Neuenfeldt attended an ambulance purchasing session, lead by vehicle specialist John McDonald, during the special lunchtime education series Thursday at EMS EXPO in Las Vegas.
“It’s good to know how the specifications are changing and to have that information prior to starting the process,” she said.
All ambulances must meet current standards specified in Revision F, which was last updated in June 2007.
According to McDonald, with the GSA Federal Acquisition Service, the next set of revisions will focus on deleting unnecessary or illogical requirements.
“We’re asking, ‘Where’s the science behind that?’” said McDonald, referencing the current rule that requires the ability to completely change cabin air every two minutes. “This was one requirement that was somewhat meaningless.”
Other revisions that have been recently made include:
- Deleted optional battery conditioner and replaced with automatic charger conditioner (section 220.127.116.11.)
- Included requirement not to exceed MIL-STD 461 Ground, Navy in Table V of requirement matrix (3.7.12)

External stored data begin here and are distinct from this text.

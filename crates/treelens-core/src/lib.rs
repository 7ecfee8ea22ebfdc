//! # treelens-core
//!
//! In-process introspection backend for a live component tree.
//!
//! The host framework reports the mount/update/unmount lifecycle of its
//! components; the backend gives every live component a stable opaque id,
//! keeps a shadow index of the tree, and speaks a two-way protocol with a
//! remote inspector that can read and mutate component state, props and
//! context, and request highlighting and selection.
//!
//! ## Modules
//!
//! - [`handle`] - Opaque component handles and backend-minted ids
//! - [`registry`] - Weak handle <-> id association
//! - [`document`] - Shared JSON documents and path-addressed access
//! - [`record`] - Node records, update capabilities and wire projections
//! - [`store`] - The shadow tree, roots and root-handle index
//! - [`backend`] - Lifecycle bookkeeping and the local event stream
//! - [`mutation`] - Path-addressed writes and `makeGlobal` reads
//! - [`selection`] - UI node to component mapping, highlight and selection
//! - [`relay`] - Bridge attachment and inbound command dispatch
//! - [`bridge`] - The bridge capability and an in-process channel bridge
//! - [`protocol`] - Wire messages
//! - [`host`] - Capabilities injected by the host framework
//! - [`ipc`] - Unix socket transport for the bridge
//! - [`poller`] - Timer-driven selection polling
//! - [`config`] - Persistent configuration
//!
//! ## Example
//!
//! ```no_run
//! use std::sync::Arc;
//! use treelens_core::backend::Backend;
//! use treelens_core::bridge::ChannelBridge;
//! use treelens_core::config::TreelensConfig;
//!
//! let backend = Backend::new(TreelensConfig::load());
//! // backend.inject_host(Arc::new(MyFramework::new()));
//!
//! let (bridge, mut frames) = ChannelBridge::new();
//! backend.attach_bridge(bridge.clone()).unwrap();
//! while let Ok(frame) = frames.try_recv() {
//!     println!("{}", serde_json::to_string(&frame).unwrap());
//! }
//! ```

pub mod backend;
pub mod bridge;
pub mod config;
pub mod document;
pub mod error;
pub mod events;
pub mod handle;
pub mod host;
pub mod ipc;
pub mod mutation;
pub mod poller;
pub mod protocol;
pub mod record;
pub mod registry;
pub mod relay;
pub mod selection;
pub mod store;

- Deleted requirement for washable vinyl upholstery or flooring type material in the cab (3.9.2)
- Multiple supply cylinders are permitted and piping is to be tested to 200 PSI (3.12)
- Deleted requirement for mounting in EMSP panel (3.12.2)
McDonald specified a few other changes that would be implemented in the next revision release, including a clause that requires the 12-inch walkway to be measured between two points of egress in the patient compartment and removing the requirement for 3-inch gages on suction aspirators.
McDonald, who is in charge of purchasing ambulances for the federal agencies, also discussed the mechanics of regenerative exhaust systems. Diesel ambulances have been required to meet stricter chassis testing since January 2007 in an effort to reduce exhaust emissions.
A regenerative system burns away excess particles that build up in the exhaust filter — similar to a self-cleaning oven. A clean filter allows less pollution to enter the atmosphere and improves engine efficiency.
There are two types of regeneration phases: passive and active. Passive regeneration occurs during normal driving. Active regeneration is required when normal driving isn’t sufficient to clean the filter.
McDonald said initial fears that regeneration systems might cause vehicles to catch fire and explode are unfounded.
“It’s definitely not enough to cause you some issue,” he said. “But you may have a problem if you are sitting on top of something that burns.”
He went on to recommend that ambulance drivers should be trained to pay attention to the exhaust filter warning light and to take the 20 to 40 minutes stationary time required to clean the system.
Neglecting the filter warning, McDonald said, may result in a $500 bill to clean out the filter or upward of $2,000 to replace the diesel filter entirely.
“Idling” a vehicle can kill fuel economy and quickly fill up the particulate filter, McDonald warned.
Photo courtesy of John McDonald
When purchasing a new ambulance, whether standard or custom-built, he suggested taking the time to fill out a configuration worksheet, which helps determine cabin space, features and extra components.
“This is to get people to actually ask questions,” McDonald said. “Why not plan well so that you can get one to actually do what you want it to do?”
Several companies, such as Chrysler, Ford and GM, offer trucks equipped with regenerative chassis engines.
Neuenfeldt checked out the various apparatuses displayed on the exhibit floor at EXPO. Her department routinely replaces vehicles every two years and she is currently looking for an ambulance suitable for fire/EMS duties in an urban environment.
“Safety is my number one concern,” she said. “The top thing on my list is seeing safety innovations for passengers, especially in the back.”